# Aluminium Wrench With Green Acrylic Core



## Hrawk (Oct 25, 2010)

I knocked this one up today for a fellow forum member.

Made from 3mm aluminium sheet with a 3mm green acrylic core epoxied together.

I was pleasantly surprised to find just how well using the wood router with a solid carbide bit worked on rounding the edges of aluminium!

If you like the design and want to have a go at making your own, the template can be found HERE


----------



## quarterinmynose (Jan 21, 2012)

THAT is sweet!!! very nice work on this one.


----------



## ultravisitor (Oct 21, 2012)

Excellent work! Thumbs up!


----------



## Danny0663 (Mar 15, 2011)

Woohoo! Shiney! the green core is a nice touch.


----------



## Blue Danube (Sep 24, 2011)

Niiice!


----------



## BCLuxor (Aug 24, 2010)

Hrawk what did you use to bond the two dissimilar materials? epoxy?
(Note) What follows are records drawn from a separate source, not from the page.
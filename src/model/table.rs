//! Table elements.

use super::Rect;
use serde::{Deserialize, Serialize};

/// Horizontal alignment of cell text.
#[derive(Debug, Clone, Copy, Default, PartialEq, Eq, Serialize, Deserialize)]
#[serde(rename_all = "lowercase")]
pub enum Alignment {
    #[default]
    Left,
    Center,
    Right,
}

/// A table placed on a page.
#[derive(Debug, Clone, PartialEq, Serialize, Deserialize)]
pub struct Table {
    /// Rows in the table
    pub rows: Vec<TableRow>,

    /// Placement on the page
    pub rect: Rect,

    /// Number of header rows (0 = no header)
    pub header_rows: u8,

    /// Column widths in points (optional)
    pub column_widths: Option<Vec<f32>>,

    /// Table caption
    pub caption: Option<String>,
}

impl Table {
    /// Create a new empty table.
    pub fn new() -> Self {
        Self {
            rows: Vec::new(),
            rect: Rect::default(),
            header_rows: 0,
            column_widths: None,
            caption: None,
        }
    }

    /// Create a table with header.
    pub fn with_header(header_rows: u8) -> Self {
        Self {
            header_rows,
            ..Self::new()
        }
    }

    /// Place the table.
    pub fn at(mut self, rect: Rect) -> Self {
        self.rect = rect;
        self
    }

    /// Add a row to the table.
    pub fn add_row(&mut self, row: TableRow) {
        self.rows.push(row);
    }

    /// Get the number of rows.
    pub fn row_count(&self) -> usize {
        self.rows.len()
    }

    /// Number of grid columns, counting spans.
    pub fn column_count(&self) -> usize {
        self.rows
            .iter()
            .map(|r| r.cells.iter().map(|c| c.colspan.max(1) as usize).sum())
            .max()
            .unwrap_or(0)
    }

    /// Check if the table has no rows or only blank cells.
    pub fn is_empty(&self) -> bool {
        self.rows.iter().flat_map(|r| &r.cells).all(|c| c.is_empty())
    }

    /// Get header rows.
    pub fn header(&self) -> &[TableRow] {
        &self.rows[..(self.header_rows as usize).min(self.rows.len())]
    }

    /// Get body rows (non-header).
    pub fn body(&self) -> &[TableRow] {
        &self.rows[(self.header_rows as usize).min(self.rows.len())..]
    }

    /// Get plain text representation of the table.
    pub fn plain_text(&self) -> String {
        self.rows
            .iter()
            .map(|row| row.plain_text())
            .collect::<Vec<_>>()
            .join("\n")
    }

    /// Check if the table has complex structure (merged cells).
    pub fn has_merged_cells(&self) -> bool {
        self.rows
            .iter()
            .flat_map(|r| &r.cells)
            .any(|c| c.rowspan > 1 || c.colspan > 1)
    }
}

impl Default for Table {
    fn default() -> Self {
        Self::new()
    }
}

/// A table row.
#[derive(Debug, Clone, PartialEq, Serialize, Deserialize)]
pub struct TableRow {
    /// Cells in the row
    pub cells: Vec<TableCell>,

    /// Whether this is a header row
    pub is_header: bool,
}

impl TableRow {
    /// Create a new row with cells.
    pub fn new(cells: Vec<TableCell>) -> Self {
        Self {
            cells,
            is_header: false,
        }
    }

    /// Create a header row.
    pub fn header(cells: Vec<TableCell>) -> Self {
        Self {
            cells,
            is_header: true,
        }
    }

    /// Create a row from text values.
    pub fn from_strings<S: Into<String>>(values: impl IntoIterator<Item = S>) -> Self {
        Self::new(values.into_iter().map(TableCell::text).collect())
    }

    /// Get plain text representation.
    pub fn plain_text(&self) -> String {
        self.cells
            .iter()
            .map(|c| c.plain_text())
            .collect::<Vec<_>>()
            .join("\t")
    }
}

/// A table cell.
#[derive(Debug, Clone, PartialEq, Serialize, Deserialize)]
pub struct TableCell {
    /// Cell text
    pub content: String,

    /// Number of rows this cell spans
    pub rowspan: u8,

    /// Number of columns this cell spans
    pub colspan: u8,

    /// Cell alignment
    pub alignment: Alignment,

    /// Vertical alignment
    pub vertical_alignment: VerticalAlignment,
}

impl TableCell {
    /// Create a new cell with text content.
    pub fn text(text: impl Into<String>) -> Self {
        Self {
            content: text.into(),
            rowspan: 1,
            colspan: 1,
            alignment: Alignment::Left,
            vertical_alignment: VerticalAlignment::Top,
        }
    }

    /// Create an empty cell.
    pub fn empty() -> Self {
        Self {
            content: String::new(),
            rowspan: 1,
            colspan: 1,
            alignment: Alignment::Left,
            vertical_alignment: VerticalAlignment::Top,
        }
    }

    /// Set colspan and return self.
    pub fn colspan(mut self, span: u8) -> Self {
        self.colspan = span;
        self
    }

    /// Set rowspan and return self.
    pub fn rowspan(mut self, span: u8) -> Self {
        self.rowspan = span;
        self
    }

    /// Set alignment and return self.
    pub fn align(mut self, alignment: Alignment) -> Self {
        self.alignment = alignment;
        self
    }

    /// Get plain text content.
    pub fn plain_text(&self) -> String {
        self.content.clone()
    }

    /// Check if the cell is empty.
    pub fn is_empty(&self) -> bool {
        self.content.trim().is_empty()
    }

    /// Check if this cell spans multiple rows or columns.
    pub fn is_merged(&self) -> bool {
        self.rowspan > 1 || self.colspan > 1
    }
}

/// Vertical alignment for table cells.
#[derive(Debug, Clone, Copy, Default, PartialEq, Eq, Serialize, Deserialize)]
#[serde(rename_all = "lowercase")]
pub enum VerticalAlignment {
    /// Top alignment
    #[default]
    Top,
    /// Middle/center alignment
    Middle,
    /// Bottom alignment
    Bottom,
}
NICE btw


----------



## Hrawk (Oct 25, 2010)

luxor5 said:


> Made from 3mm aluminium sheet with a 3mm green acrylic core epoxied together.


----------



## BCLuxor (Aug 24, 2010)

Ah morning and my lack of observation how we do get along lol


----------



## f00by (May 18, 2010)

VERY NICE!


----------



## lightgeoduck (Apr 3, 2011)

Nice and shiny!

How thick are those aluminum sheets?

LGD


----------



## Hrawk (Oct 25, 2010)

lightgeoduck said:


> How thick are those aluminum sheets?


Lol


----------



## Dayhiker (Mar 13, 2010)

Did you make that to keep in the glove compartment of your Bentley? You know, Hrawk, I was gonna include a slingshot in those rubber samples I sent to you, but I didn't dare and this explains why. Out of this world, Dude!!!!


----------



## Knoll (Nov 10, 2011)

Now there's a wrench construction I wouldn't break!


----------



## Beanflip (Sep 11, 2010)

Smooth and shiney always wins! Great!


----------



## snogard (Sep 21, 2012)

That is really NICE!!


----------



## rockslinger (Nov 16, 2010)

Fantastic job!


----------



## Btoon84 (Nov 22, 2011)

ya hrawk, that is a looker! i really like the green acrylic, that thing pops nicely! strong work


----------



## Adirondack Kyle (Aug 20, 2012)

Nice work dude!


----------



## popedandy (Sep 14, 2012)

That is sweeet! What kind of aluminum did you use?


----------



## Hrawk (Oct 25, 2010)

popedandy said:


> That is sweeet! What kind of aluminum did you use?


It's 5005 H34


----------



## jimmysworking (Nov 30, 2012)

Absolutely beautiful work there, sir.


----------



## popedandy (Sep 14, 2012)

Hrawk said:


> That is sweeet! What kind of aluminum did you use?


It's 5005 H34
[/quote]

Thanks! I've been thinking about doing something in aluminum but wasn't sure what kind to use.


----------



## Hrawk (Oct 25, 2010)

Fore something like this, they type and temper is not overly critical. Making sure you use a quality epoxy and rough up all the surfaces first, is important.

I pick up most of my sheet aluminium as offcuts from a local truck body manufacturer. It's usually a six pack in exchange for whatever I can carry in 2 hands


----------



## Carbon (Nov 18, 2012)

Dang, got yourself some SS p0rn goin' on in this thread. The recipient is a lucky guy!


----------



## The Warrior (Jan 30, 2012)

Beautiful work my friend.


----------



## M.J (Nov 1, 2010)

Hrawk said:


> I knocked this one up today for a fellow forum member.


Hey, that's awesome!
Looking forward to recieving it!

I figured by "fellow forum member" you obviously meant me....


----------



## Rayshot (Feb 1, 2010)

Very nice Dan.


----------



## Carbon (Nov 18, 2012)

I figured this deserved a nomination for SOTM. Just awesome


----------



## Hrawk (Oct 25, 2010)

Carbon said:


> I figured this deserved a nomination for SOTM. Just awesome


Thanks man, I appreciate the sentiment however you will need to wait till January as Slingshot of the Month nominations are for slingshots displayed in the previous month. eg, In December, we nominate and vote on the slingshots from November and so on.


----------



## Carbon (Nov 18, 2012)

oh poo. Dang, can you fix that for me? I don't think I can edit it...


----------



## Hrawk (Oct 25, 2010)

It's fixed.


----------